Scandalous and Misleading': Věra Jourová Criticizes Hungary's Anti-EU Campaign

Věra Jourová, the Vice President of the European Commission responsible for values and transparency, has strongly criticized Hungary's anti-EU campaign, labeling it as misleading and filled with "verifiable lies."

In response to a question from Euronews on Tuesday afternoon, Věra Jourová, Vice President of the European Commission, expressed strong condemnation of Hungary's billboard campaign. She described the campaign as "outrageous and scandalous," asserting that it not only offended her and Commission President Ursula von der Leyen but likely did so to most, if not all, members of the College of Commissioners.

Jourová emphasized that the campaign lacked the spirit of "sincere cooperation," a fundamental principle in European diplomatic relations. The billboards, which first appeared on Hungarian streets in mid-November, depict von der Leyen alongside Alexander Soros, the 38-year-old son of billionaire George Soros and the current chair of the Open Society Foundations (OSF).

A prominently capitalized message declares, "Let's not dance to the tune they whistle!"

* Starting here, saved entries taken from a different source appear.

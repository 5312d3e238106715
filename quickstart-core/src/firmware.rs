//! Contains the logic for staging a firmware image into the data directory.
//!
//! This module handles the multi-stage process of installing, which includes:
//! 1.  Decompressing the image on-the-fly if it is compressed (gzip, xz, zstd),
//!     detected from the stream's magic bytes since only a handle is given.
//! 2.  Copying the (decompressed) image into a temporary file next to the
//!     final location.
//! 3.  Verifying the staged copy against the source stream, then renaming it
//!     into place so a failed install never leaves a truncated image.
use crate::install::FirmwareInstaller;
use anyhow::{Context, Result, anyhow};
use flate2::bufread::GzDecoder;
use sha2::{Digest, Sha256};
use std::fs::{self, File};
use std::io::{BufRead, BufReader, BufWriter, Read, Write};
use std::path::{Path, PathBuf};
use tempfile::NamedTempFile;
use xz2::bufread::XzDecoder;
use zstd::stream::read::Decoder as ZstdDecoder;

const BUFFER_SIZE: usize = 1024 * 1024; // 1 MiB

/// The file name the runtime loads firmware from.
pub const FIRMWARE_FILE_NAME: &str = "PS3UPDAT.PUP";

#[derive(Debug, Clone, Copy, PartialEq, Eq)]
enum Compression {
    None,
    Gzip,
    Xz,
    Zstd,
}

impl Compression {
    fn sniff(header: &[u8]) -> Self {
        if header.starts_with(&[0x1f, 0x8b]) {
            Compression::Gzip
        } else if header.starts_with(&[0xfd, b'7', b'z', b'X', b'Z', 0x00]) {
            Compression::Xz
        } else if header.starts_with(&[0x28, 0xb5, 0x2f, 0xfd]) {
            Compression::Zstd
        } else {
            Compression::None
        }
    }
}

/// Installs firmware by copying it into a directory.
#[derive(Debug, Clone)]
pub struct FsFirmwareInstaller {
    dir: PathBuf,
}

impl FsFirmwareInstaller {
    pub fn new(dir: impl Into<PathBuf>) -> Self {
        Self { dir: dir.into() }
    }

    pub fn target(&self) -> PathBuf {
        self.dir.join(FIRMWARE_FILE_NAME)
    }

    /// Stages `source` and returns the installed path.
    ///
    /// # Errors
    ///
    /// This function will return an error if:
    /// - The source cannot be read or decompressed.
    /// - The image is empty.
    /// - The staged copy does not match the source.
    /// - The staged copy cannot be moved into place.
    pub fn install(&self, source: File) -> Result<PathBuf> {
        let mut reader = BufReader::with_capacity(BUFFER_SIZE, source);
        let compression = Compression::sniff(reader.fill_buf().context("failed to read firmware")?);
        tracing::debug!(?compression, "detected firmware encoding");

        let mut reader: Box<dyn Read> = match compression {
            Compression::Gzip => Box::new(GzDecoder::new(reader)),
            Compression::Xz => Box::new(XzDecoder::new(reader)),
            Compression::Zstd => Box::new(ZstdDecoder::with_buffer(reader)?),
            Compression::None => Box::new(reader),
        };

        fs::create_dir_all(&self.dir)
            .with_context(|| format!("failed to create {}", self.dir.display()))?;
        let mut staged = NamedTempFile::new_in(&self.dir)?;
        let mut source_hasher = Sha256::new();
        let mut total: u64 = 0;
        {
            let mut writer = BufWriter::with_capacity(BUFFER_SIZE, staged.as_file_mut());
            let mut buffer = vec![0u8; BUFFER_SIZE];
            loop {
                let n = reader.read(&mut buffer).context("failed to read firmware")?;
                if n == 0 {
                    break;
                }
                writer.write_all(&buffer[..n])?;
                source_hasher.update(&buffer[..n]);
                total += n as u64;
            }
            writer.flush()?;
        }
        if total == 0 {
            return Err(anyhow!("firmware image is empty"));
        }
        staged.as_file().sync_all()?;

        let staged_hash = hash_file(staged.path())?;
        if staged_hash != source_hasher.finalize().as_slice() {
            return Err(anyhow!("Verification failed: hash mismatch."));
        }

        let target = self.target();
        staged
            .persist(&target)
            .map_err(|e| e.error)
            .with_context(|| format!("failed to move firmware to {}", target.display()))?;
        tracing::info!(path = %target.display(), bytes = total, "firmware installed");
        Ok(target)
    }
}

impl FirmwareInstaller for FsFirmwareInstaller {
    fn install_firmware(&self, source: File) -> bool {
        match self.install(source) {
            Ok(_) => true,
            Err(e) => {
                tracing::error!(error = %format!("{e:#}"), "firmware installation failed");
                false
            }
        }
    }
}

fn hash_file(path: &Path) -> Result<Vec<u8>> {
    let mut file = File::open(path)?;
    let mut hasher = Sha256::new();
    let mut buffer = vec![0u8; BUFFER_SIZE];
    loop {
        let n = file.read(&mut buffer)?;
        if n == 0 {
            break;
        }
        hasher.update(&buffer[..n]);
    }
    Ok(hasher.finalize().to_vec())
}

While the Soros family and the Open Society Foundations (OSF), known for supporting civil society organizations worldwide through grants, have faced criticism from the Hungarian government in the past, this state-led campaign marks the first direct targeting of Ursula von der Leyen.

The billboards aim to promote a non-binding national consultation seeking the opinions of Hungarian citizens on various EU policies. Participants are presented with two response options—one against and one in favor. The survey, known for its incendiary and deceptive language, has been sent to Hungarian households with a deadline of January 10. An online version is also available.

When questioned about the consultation's content, Věra Jourová denounced the questions and answers as "verifiable lies."

Commissioner Jourová has dismissed certain claims, clarifying that assertions such as Brussels aiming to 'abolish public support for utility costs' or 'abolish the Hungarian windfall tax' are untrue. According to Jourová, decisions on such matters are left to individual member states.

Addressing another claim regarding Brussels' alleged support for Palestinian organizations, potentially reaching Hamas, she labeled it as a "pure lie." Jourová emphasized that the Commission has thoroughly reviewed its development funds for the Palestinian territories and found no evidence of funds going to Hamas.

Jourová's strong condemnation marks a significant rebuke of Prime Minister Viktor Orbán's recent efforts to undermine EU decision-making. She asserts that the ongoing campaign is intentionally spreading falsehoods to mislead Hungarian citizens, a stance that represents a clear disagreement with such tactics.

This criticism comes in the wake of last month's revelation that President von der Leyen, upon seeing the billboards, remained undeterred. A Commission spokesperson stated that the president trusts the Hungarian public's ability to form opinions based on objective, factual information.

In the midst of this dispute, Brussels and Budapest find themselves at odds, with Orbán's threat to withhold support for Ukraine and block accession talks adding further tension to the situation. Despite these challenges, the Commission emphasizes its commitment to managing crises, implementing policies, and moving forward with its agenda.

Orbán's opposition push has escalated with numerous attacks targeting the credibility of the Commission and the authority of President von der Leyen, gaining momentum in its intensity.

In a recent speech, Orbán questioned the perception of European governance, asserting, "Rather than analyzing the European structures at length, just think about your daily experience of the press – of how often it seems to the public that Europe is being run by the Commission and its President." He emphasized that von der Leyen is, in fact, an employee paid to execute decisions made collectively.

The simmering tensions are anticipated to reach a critical point later this week during a two-day EU summit. The confrontations underscore the ongoing power struggle and differing perspectives between Orbán's government and the EU institutions.